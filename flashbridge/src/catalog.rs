//! Port catalog backed by the build tool's discovery command.
//!
//! Structured JSON discovery is tried first. When it comes back malformed or
//! empty the plain-text table is scanned instead. A discovery failure yields an
//! empty list *with* an error string: callers must read that as "unknown", not
//! as "no device attached".

use log::{debug, warn};
use serde::Serialize;
use serde_json::Value;

use crate::device::{DetectedPort, sort_ports};
use crate::error::{Error, Result};
use crate::tool::{ToolAdapter, summarize_failure};

/// Outcome of one enumeration.
#[derive(Debug, Clone, Default, PartialEq, Eq, Serialize)]
pub struct PortListing {
    /// Classified ports, likely targets first.
    pub ports: Vec<DetectedPort>,
    /// Discovery error; when set, an empty `ports` means "unknown".
    pub error: Option<String>,
}

impl PortListing {
    fn failed(error: impl Into<String>) -> Self {
        Self {
            ports: Vec::new(),
            error: Some(error.into()),
        }
    }

    /// Look a port up by address.
    pub fn find(&self, address: &str) -> Option<&DetectedPort> {
        self.ports.iter().find(|p| p.address == address)
    }

    /// Whether the listing positively says `address` is absent.
    ///
    /// Always `false` for an errored listing.
    pub fn is_known_absent(&self, address: &str) -> bool {
        self.error.is_none() && self.find(address).is_none()
    }
}

/// Enumerates serial ports through the tool adapter.
#[derive(Clone)]
pub struct PortCatalog {
    tool: ToolAdapter,
}

impl PortCatalog {
    /// Create a catalog over `tool`.
    pub fn new(tool: ToolAdapter) -> Self {
        Self { tool }
    }

    /// Enumerate and classify ports.
    pub async fn list_ports(&self) -> PortListing {
        let structured = match self.tool.discover_ports_json().await {
            Ok(out) if out.success => out,
            Ok(out) => {
                let error = summarize_failure(&out.combined());
                warn!("Port discovery failed: {error}");
                return PortListing::failed(error);
            },
            Err(e) => {
                warn!("Port discovery failed: {e}");
                return PortListing::failed(e.to_string());
            },
        };

        match parse_discovery_json(&structured.stdout) {
            Ok(mut ports) if !ports.is_empty() => {
                sort_ports(&mut ports);
                debug!("Discovered {} port(s)", ports.len());
                return PortListing { ports, error: None };
            },
            Ok(_) => debug!("Structured discovery returned no ports, trying text output"),
            Err(e) => debug!("Structured discovery unusable ({e}), trying text output"),
        }

        match self.tool.discover_ports_text().await {
            Ok(out) if out.success => {
                let mut ports = parse_discovery_text(&out.stdout);
                sort_ports(&mut ports);
                debug!("Discovered {} port(s) from text output", ports.len());
                PortListing { ports, error: None }
            },
            Ok(out) => PortListing::failed(summarize_failure(&out.combined())),
            Err(e) => PortListing::failed(e.to_string()),
        }
    }
}

/// Parse a `0x10C4` style hex id.
fn parse_hex_id(value: &Value) -> Option<u16> {
    let s = value.as_str()?.trim();
    let digits = s
        .strip_prefix("0x")
        .or_else(|| s.strip_prefix("0X"))
        .unwrap_or(s);
    u16::from_str_radix(digits, 16).ok()
}

fn port_from_json(entry: &Value) -> Option<DetectedPort> {
    // Current documents nest the port object; legacy ones are flat.
    let port = entry.get("port").unwrap_or(entry);
    let address = port.get("address")?.as_str()?;
    if address.is_empty() {
        return None;
    }
    let protocol = port
        .get("protocol")
        .and_then(Value::as_str)
        .unwrap_or("serial");

    let properties = port.get("properties");
    let ids = properties.and_then(|props| {
        let vid = props.get("vid").and_then(parse_hex_id)?;
        let pid = props.get("pid").and_then(parse_hex_id)?;
        Some((vid, pid))
    });

    let mut detected = DetectedPort::new(address, protocol, ids);
    detected.serial_number = properties
        .and_then(|props| props.get("serialNumber"))
        .and_then(Value::as_str)
        .filter(|s| !s.is_empty())
        .map(str::to_string);
    detected.product = port
        .get("protocol_label")
        .and_then(Value::as_str)
        .map(str::to_string);
    Some(detected)
}

/// Parse `board list --format json` output.
///
/// Accepts `{"detected_ports": [...]}` and the legacy bare array.
pub fn parse_discovery_json(json: &str) -> Result<Vec<DetectedPort>> {
    let value: Value = serde_json::from_str(json)
        .map_err(|e| Error::Protocol(format!("invalid discovery output: {e}")))?;

    let entries = match &value {
        Value::Array(entries) => entries.as_slice(),
        Value::Object(map) => match map.get("detected_ports") {
            Some(Value::Array(entries)) => entries.as_slice(),
            // an object with no ports key is an empty listing
            Some(Value::Null) | None => &[],
            Some(_) => {
                return Err(Error::Protocol(
                    "detected_ports is not an array".into(),
                ));
            },
        },
        _ => {
            return Err(Error::Protocol(
                "unexpected discovery document".into(),
            ));
        },
    };

    Ok(entries.iter().filter_map(port_from_json).collect())
}

/// Scan the plain-text `board list` table.
///
/// Only the address and protocol columns are recovered; the table carries no
/// USB ids, so every port comes back unclassified.
pub fn parse_discovery_text(text: &str) -> Vec<DetectedPort> {
    text.lines()
        .filter_map(|line| {
            let mut cols = line.split_whitespace();
            let address = cols.next()?;
            if !looks_like_port(address) {
                return None;
            }
            let protocol = cols.next().unwrap_or("serial");
            Some(DetectedPort::new(address, protocol, None))
        })
        .collect()
}

fn looks_like_port(token: &str) -> bool {
    if token.starts_with("/dev/") {
        return true;
    }
    match (token.get(..3), token.get(3..)) {
        (Some(prefix), Some(number)) => {
            prefix.eq_ignore_ascii_case("com")
                && !number.is_empty()
                && number.bytes().all(|b| b.is_ascii_digit())
        },
        _ => false,
    }
}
--------------------
Task directions >> Copy every line of the material above in which the word "await" appears.

Reply to the task >>
        let structured = match self.tool.discover_ports_json().await {
        match self.tool.discover_ports_text().await {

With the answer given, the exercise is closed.